Stored items
====

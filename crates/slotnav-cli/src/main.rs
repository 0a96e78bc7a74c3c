//! slotnav CLI: the `slotnav-cli` command.

mod cli;

use std::process::ExitCode;

use clap::Parser;
use cli::{Cli, Commands};
use slotnav_cli::print::{output_tree, route_table};
use slotnav_cli::{CliError, Manifest, Session};
use tracing_subscriber::EnvFilter;

fn main() -> ExitCode {
    let filter = EnvFilter::try_from_default_env().unwrap_or_else(|_| EnvFilter::new("warn"));
    tracing_subscriber::fmt()
        .with_env_filter(filter)
        .with_writer(std::io::stderr)
        .init();

    let cli = Cli::parse();
    match run(cli.command) {
        Ok(out) => {
            print!("{}", out);
            ExitCode::SUCCESS
        }
        Err(err) => {
            eprintln!("error: {}", err);
            ExitCode::FAILURE
        }
    }
}

fn run(command: Commands) -> Result<String, CliError> {
    match command {
        Commands::Routes { manifest } => {
            let manifest = Manifest::load(&manifest)?;
            Ok(route_table(&manifest))
        }

        Commands::Render {
            manifest,
            targets,
            prevent_remount,
            state,
        } => {
            let manifest = Manifest::load(&manifest)?;
            let mut flags = manifest.flags;
            flags.prevent_layout_remounting |= prevent_remount;

            let session = Session::new(&manifest, flags);
            let mut out = output_tree(&session.run(&targets)?);
            if state {
                out.push_str(&serde_json::to_string_pretty(&session.states())?);
                out.push('\n');
            }
            Ok(out)
        }
    }
}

====

=== DIRECTIONS ===
Every record above is to be restated exactly as it reads.

=== SOLUTION BELOW ===
filename crates/slotnav-cli/src/main.rs
repository 0a96e78bc7a74c3c
//! slotnav CLI: the `slotnav-cli` command.

mod cli;

use std::process::ExitCode;

use clap::Parser;
use cli::{Cli, Commands};
use slotnav_cli::print::{output_tree, route_table};
use slotnav_cli::{CliError, Manifest, Session};
use tracing_subscriber::EnvFilter;

fn main() -> ExitCode {
    let filter = EnvFilter::try_from_default_env().unwrap_or_else(|_| EnvFilter::new("warn"));
    tracing_subscriber::fmt()
        .with_env_filter(filter)
        .with_writer(std::io::stderr)
        .init();

    let cli = Cli::parse();
    match run(cli.command) {
        Ok(out) => {
            print!("{}", out);
            ExitCode::SUCCESS
        }
        Err(err) => {
            eprintln!("error: {}", err);
            ExitCode::FAILURE
        }
    }
}

fn run(command: Commands) -> Result<String, CliError> {
    match command {
        Commands::Routes { manifest } => {
            let manifest = Manifest::load(&manifest)?;
            Ok(route_table(&manifest))
        }

        Commands::Render {
            manifest,
            targets,
            prevent_remount,
            state,
        } => {
            let manifest = Manifest::load(&manifest)?;
            let mut flags = manifest.flags;
            flags.prevent_layout_remounting |= prevent_remount;

            let session = Session::new(&manifest, flags);
            let mut out = output_tree(&session.run(&targets)?);
            if state {
                out.push_str(&serde_json::to_string_pretty(&session.states())?);
                out.push('\n');
            }
            Ok(out)
        }
    }
}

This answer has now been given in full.